Misconception #2:  “The nursing home takes my residence if I want Medicaid”

The personal residence is considered an exempt resource for Medicaid purposes as long as the Medicaid applicant expresses an intent to return to that residence and the equity value of the residence does not exceed $595,000.00 (2020), or the applicant’s spouse or dependent relative lives in the residence and the equity value is below the maximum amount.  An exempt resource means that the value of the residence is not included in the amount of countable resources that an applicant or applicant and applicant’s spouse can keep and still qualify financially for Medicaid.

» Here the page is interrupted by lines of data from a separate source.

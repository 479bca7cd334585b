//! dosar-cli library root.
//!
//! Re-exports internal modules so integration tests can exercise the
//! turn controller and command layer directly, without going through
//! the interactive shell.

pub mod chat;
pub mod commands;
pub mod config;
pub mod session;
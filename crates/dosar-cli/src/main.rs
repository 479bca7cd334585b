use std::io::Write as _;
use std::path::PathBuf;

use clap::Parser;
use eyre::Result;
use rustyline::error::ReadlineError;
use rustyline::DefaultEditor;

use dosar_cli::chat::{self, DisplaySink, TurnError};
use dosar_cli::commands::{self, Command, HELP_TEXT};
use dosar_cli::config;
use dosar_cli::session::{self, CaseSession};
use dosar_core::models::SessionId;
use dosar_genai::{GenAiClient, GenAiError};
use dosar_storage::TranscriptStore;

/// Consultant juridic ONRC — chat cu documente, export și audio.
#[derive(Debug, Parser)]
#[command(name = "dosar", version)]
struct Cli {
    /// Reattach to an existing case by session id.
    #[arg(long)]
    session: Option<SessionId>,

    /// Chat model override.
    #[arg(long)]
    model: Option<String>,

    /// Transcript database path override.
    #[arg(long)]
    db: Option<PathBuf>,
}

/// Streams fragments straight to stdout.
struct TerminalSink;

impl DisplaySink for TerminalSink {
    fn fragment(&mut self, fragment: &str) {
        print!("{fragment}");
        let _ = std::io::stdout().flush();
    }

    fn finalize(&mut self, _display_text: &str) {
        println!();
    }
}

#[tokio::main]
async fn main() -> Result<()> {
    color_eyre::install()?;

    tracing_subscriber::fmt()
        .with_env_filter(
            tracing_subscriber::EnvFilter::try_from_default_env()
                .unwrap_or_else(|_| tracing_subscriber::EnvFilter::new("info")),
        )
        .init();

    let cli = Cli::parse();

    let cfg = config::load_or_default()?;
    let api_key = config::resolve_api_key(&cfg)?;
    let client = GenAiClient::new(api_key)?;
    let model = cli.model.clone().unwrap_or_else(|| cfg.model.clone());

    let db_path = match cli.db {
        Some(path) => path,
        None => config::default_db_path()?,
    };
    let store = TranscriptStore::open(&db_path)?;

    let id = session::resolve_session_id(cli.session)?;
    let mut session = CaseSession::new(id, store);

    println!("⚖️  Avocat Consultant ONRC");
    println!("Sesiune: {id} ({} mesaje)", session.store.message_count(id)?);
    println!("Comenzi: :help\n");

    let mut editor = DefaultEditor::new()?;
    loop {
        let line = match editor.readline("dosar> ") {
            Ok(line) => line,
            Err(ReadlineError::Interrupted) | Err(ReadlineError::Eof) => break,
            Err(e) => return Err(e.into()),
        };
        let line = line.trim().to_string();
        if line.is_empty() {
            continue;
        }
        let _ = editor.add_history_entry(&line);

        match commands::parse_command(&line) {
            Some(Ok(Command::Quit)) => break,
            Some(Ok(Command::Help)) => println!("{HELP_TEXT}"),
            Some(Ok(Command::Case)) => commands::show_case(&session),
            Some(Ok(Command::Remove(name))) => commands::remove_attachment(&mut session, &name),
            Some(Ok(Command::Reset)) => commands::reset_case(&mut session)?,
            Some(Ok(Command::Audio(enabled))) => {
                session.audio_enabled = enabled;
                println!("Audio: {}", if enabled { "pornit" } else { "oprit" });
            }
            Some(Ok(Command::Attach(paths))) => {
                commands::attach_files(&client, cfg.upload_mode, &mut session, &paths).await;
            }
            Some(Ok(Command::Export(path))) => {
                match commands::export_last_answer(&session, path.as_deref()) {
                    Ok(out) => println!("Exportat: {}", out.display()),
                    Err(e) => println!("Export eșuat: {e}"),
                }
            }
            Some(Err(message)) => println!("{message}"),
            None => {
                run_consultation(&client, &model, &mut session, &cfg.language, &line).await;
            }
        }
    }

    println!("La revedere.");
    Ok(())
}

/// One chat turn plus its post-commit side effects.
async fn run_consultation(
    client: &GenAiClient,
    model: &str,
    session: &mut CaseSession,
    language: &str,
    input: &str,
) {
    let mut sink = TerminalSink;
    match chat::consult(client, model, session, input, &mut sink).await {
        Ok(outcome) => {
            if session.audio_enabled {
                match commands::speak_answer(&outcome.display_text, language).await {
                    Ok(path) => println!("🔊 {}", path.display()),
                    Err(e) => println!("Audio indisponibil: {e}"),
                }
            }
        }
        Err(e) => report_turn_error(&e),
    }
}

/// Failure notice for the user; the transcript keeps only fully
/// committed turns, so there is nothing to undo here.
fn report_turn_error(error: &TurnError) {
    match error {
        TurnError::Generation(GenAiError::Timeout) => {
            println!(
                "Eroare: cererea a expirat. Încearcă o întrebare mai scurtă sau mai puține documente."
            );
        }
        TurnError::Generation(GenAiError::SafetyBlocked(_)) => {
            println!("Eroare: răspunsul a fost blocat de filtrele de siguranță.");
        }
        other => println!("Eroare: {other}"),
    }
}
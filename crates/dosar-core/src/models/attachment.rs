use serde::{Deserialize, Serialize};

use crate::error::CoreError;

/// A document or image the user has added to the current case.
///
/// The payload lives in one of two representations. `Remote` holds an
/// opaque URI returned by the provider's file store after upload —
/// provider-held bytes, nothing local beyond the handle. `Inline` keeps
/// the raw bytes in session memory and ships them with every request.
/// Which representation gets constructed is a single deliberate policy
/// choice (see the CLI's upload mode), never a per-file accident.
#[derive(Debug, Clone, Serialize, Deserialize)]
pub struct Attachment {
    /// User-visible filename. Unique within a case file.
    pub display_name: String,
    pub mime_type: String,
    pub data: AttachmentData,
}

/// Where the attachment's bytes live.
#[derive(Debug, Clone, Serialize, Deserialize)]
#[serde(tag = "kind", rename_all = "snake_case")]
pub enum AttachmentData {
    Inline { bytes: Vec<u8> },
    Remote { uri: String },
}

/// The set of attachments for the current case ("dosar").
///
/// Display names are unique: registering a name that is already present
/// is rejected and leaves the set unchanged. Cleared on case reset.
#[derive(Debug, Clone, Default, Serialize, Deserialize)]
pub struct CaseFile {
    attachments: Vec<Attachment>,
}

impl CaseFile {
    pub fn new() -> Self {
        Self::default()
    }

    /// Add an attachment, rejecting duplicate display names.
    pub fn register(&mut self, attachment: Attachment) -> Result<(), CoreError> {
        if self.contains(&attachment.display_name) {
            return Err(CoreError::DuplicateAttachment(attachment.display_name));
        }
        self.attachments.push(attachment);
        Ok(())
    }

    /// Remove an attachment by display name. Returns whether it existed.
    pub fn remove(&mut self, display_name: &str) -> bool {
        let before = self.attachments.len();
        self.attachments.retain(|a| a.display_name != display_name);
        self.attachments.len() != before
    }

    pub fn contains(&self, display_name: &str) -> bool {
        self.attachments
            .iter()
            .any(|a| a.display_name == display_name)
    }

    pub fn attachments(&self) -> &[Attachment] {
        &self.attachments
    }

    pub fn len(&self) -> usize {
        self.attachments.len()
    }

    pub fn is_empty(&self) -> bool {
        self.attachments.is_empty()
    }

    /// Empty the case file. Clearing an already-empty case succeeds.
    pub fn clear(&mut self) {
        self.attachments.clear();
    }
}

/// Map a file extension to the MIME type the model API expects.
///
/// Returns `None` for extensions the case file does not accept.
pub fn mime_for_extension(ext: &str) -> Option<&'static str> {
    match ext.to_lowercase().as_str() {
        "jpg" | "jpeg" => Some("image/jpeg"),
        "png" => Some("image/png"),
        "pdf" => Some("application/pdf"),
        _ => None,
    }
}
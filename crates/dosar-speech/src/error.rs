use thiserror::Error;

#[derive(Debug, Error)]
pub enum SpeechError {
    #[error("speech request failed: {0}")]
    Request(String),

    #[error("speech request timed out")]
    Timeout,
}

impl SpeechError {
    pub(crate) fn transport(e: reqwest::Error) -> Self {
        if e.is_timeout() {
            SpeechError::Timeout
        } else {
            SpeechError::Request(e.to_string())
        }
    }
}
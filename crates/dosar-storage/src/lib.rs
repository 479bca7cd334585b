//! dosar-storage
//!
//! Durable transcript persistence. Thin wrapper around SQLite.

pub mod error;
pub mod transcript;

pub use error::StorageError;
pub use transcript::TranscriptStore;
//! Integration tests against the real Generative Language API.
//!
//! These call the live service and require a valid key in the
//! environment (`GOOGLE_API_KEY`).
//!
//! Run with: `cargo test -p dosar-genai --test live_api -- --ignored`

use dosar_genai::payload::{assemble_contents, build_request};
use dosar_genai::stream::{stream_generate, FragmentSource};
use dosar_genai::GenAiClient;

fn client() -> GenAiClient {
    let key = std::env::var("GOOGLE_API_KEY").expect("GOOGLE_API_KEY must be set");
    GenAiClient::new(key).expect("client should build")
}

#[tokio::test]
#[ignore]
async fn short_grounded_question_streams_at_least_one_fragment() {
    let contents = assemble_contents(&[], &[], "Ce este ONRC? Răspunde într-o propoziție.");
    let request = build_request(contents, "Ești un asistent juridic concis.");

    let mut stream = stream_generate(&client(), dosar_genai::client::DEFAULT_MODEL, &request)
        .await
        .expect("stream should open");

    let mut full = String::new();
    while let Some(fragment) = stream.next_fragment().await {
        full.push_str(&fragment.expect("fragment should arrive"));
    }
    assert!(!full.trim().is_empty(), "expected a non-empty answer");
}

#[tokio::test]
#[ignore]
async fn small_upload_reaches_active() {
    let client = client();
    let bytes = b"%PDF-1.4 minimal".to_vec();

    let file = dosar_genai::files::upload(&client, bytes, "minimal.pdf", "application/pdf")
        .await
        .expect("upload should succeed");
    let file = dosar_genai::files::wait_until_active(&client, file)
        .await
        .expect("file should become active");

    assert!(!file.uri.is_empty());
}
//! dosar-core
//!
//! Pure domain types and response cleanup. No network or storage
//! dependency — this is the shared vocabulary of the dosar system.

pub mod error;
pub mod models;
pub mod postprocess;
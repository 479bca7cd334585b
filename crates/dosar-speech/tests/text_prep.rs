use dosar_speech::{chunk_text, prepare_speech_text, SPEECH_CHAR_LIMIT};

#[test]
fn emphasis_asterisks_removed() {
    assert_eq!(
        prepare_speech_text("Taxa este **122 lei**."),
        "Taxa este 122 lei."
    );
}

#[test]
fn truncation_respects_char_boundaries() {
    // Diacritics are multi-byte; the limit counts characters, not bytes.
    let long = "ă".repeat(SPEECH_CHAR_LIMIT * 2);
    let prepared = prepare_speech_text(&long);
    assert_eq!(prepared.chars().count(), SPEECH_CHAR_LIMIT);
}

#[test]
fn short_text_is_untouched() {
    assert_eq!(prepare_speech_text("Bună ziua"), "Bună ziua");
}

#[test]
fn empty_text_yields_no_chunks() {
    assert!(chunk_text("", 200).is_empty());
    assert!(chunk_text("   \n  ", 200).is_empty());
}

#[test]
fn chunks_respect_limit_and_preserve_words() {
    let text = "unu doi trei patru cinci șase șapte opt";
    let chunks = chunk_text(text, 12);

    for chunk in &chunks {
        assert!(chunk.chars().count() <= 12, "chunk too long: {chunk:?}");
    }
    let rejoined = chunks.join(" ");
    assert_eq!(rejoined, text);
}

#[test]
fn overlong_word_is_hard_split() {
    let word = "x".repeat(25);
    let chunks = chunk_text(&word, 10);
    assert_eq!(chunks.len(), 3);
    assert_eq!(chunks[0].chars().count(), 10);
    assert_eq!(chunks[2].chars().count(), 5);
    assert_eq!(chunks.concat(), word);
}

#[test]
fn single_chunk_below_limit() {
    assert_eq!(chunk_text("scurt", 200), vec!["scurt".to_string()]);
}
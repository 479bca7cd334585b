//! dosar-genai
//!
//! Client for the Google Generative Language API: payload assembly,
//! streamed generation with search grounding, and the file-store side
//! channel used for case attachments.

pub mod client;
pub mod error;
pub mod files;
pub mod payload;
pub mod stream;

pub use client::GenAiClient;
pub use error::GenAiError;
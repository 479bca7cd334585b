use dosar_export::docx::generate_docx;
use dosar_export::render::{render_consultation, ConsultationMeta};
use dosar_export::styles::DocumentStyles;

fn meta() -> ConsultationMeta {
    ConsultationMeta {
        title: "Consultație ONRC".to_string(),
        case_id: "3fa85f64-5717-4562-b3fc-2c963f66afa6".to_string(),
        date: "2026-08-07".to_string(),
    }
}

#[test]
fn header_contains_identification_block() {
    let rendered = render_consultation(&meta(), "Corpul răspunsului.").unwrap();

    assert!(rendered.starts_with("# Consultație ONRC"));
    assert!(rendered.contains("**Dosar:** 3fa85f64-5717-4562-b3fc-2c963f66afa6"));
    assert!(rendered.contains("**Data:** 2026-08-07"));
    assert!(rendered.contains("Corpul răspunsului."));
}

#[test]
fn body_is_not_escaped() {
    let rendered = render_consultation(&meta(), "Taxă & tarif < 200 lei").unwrap();
    assert!(rendered.contains("Taxă & tarif < 200 lei"));
}

#[test]
fn generated_docx_is_a_zip_container() {
    let rendered = render_consultation(
        &meta(),
        "## Taxe\n\n- înregistrare: 122 lei\n- mențiuni: 45 lei\n\nDetalii **importante** aici.\n\n---\n\nAnexă.",
    )
    .unwrap();

    let bytes = generate_docx(&rendered, &DocumentStyles::default()).unwrap();
    // DOCX is a ZIP archive; check the local-file-header magic.
    assert!(bytes.len() > 4);
    assert_eq!(&bytes[..2], b"PK");
}

#[test]
fn empty_body_still_produces_a_document() {
    let rendered = render_consultation(&meta(), "").unwrap();
    let bytes = generate_docx(&rendered, &DocumentStyles::default()).unwrap();
    assert_eq!(&bytes[..2], b"PK");
}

However, the personal residence is at risk if the spouse receiving Medicaid passes away with the personal residence in that spouse’s individual name.  Pennsylvania has a Medical Assistance Estate Recovery Program.  This Program permits the Commonwealth of Pennsylvania to be reimbursed for services provided through Medicaid during the recipient’s lifetime.  This includes long-term care facility services and home and community based services provided for persons that are age 55 or older.   A claim can be placed against the personal residence when it is in the Medicaid recipient’s name alone at the time of the Medicaid recipient’s death, meaning the house is in the probate estate.  That claim cannot exceed the amount of Medicaid benefits paid on behalf of the recipient.  If there is any remaining equity in the residence, that equity would go the Medicaid recipient’s beneficiaries as named in the Last Will and Testament.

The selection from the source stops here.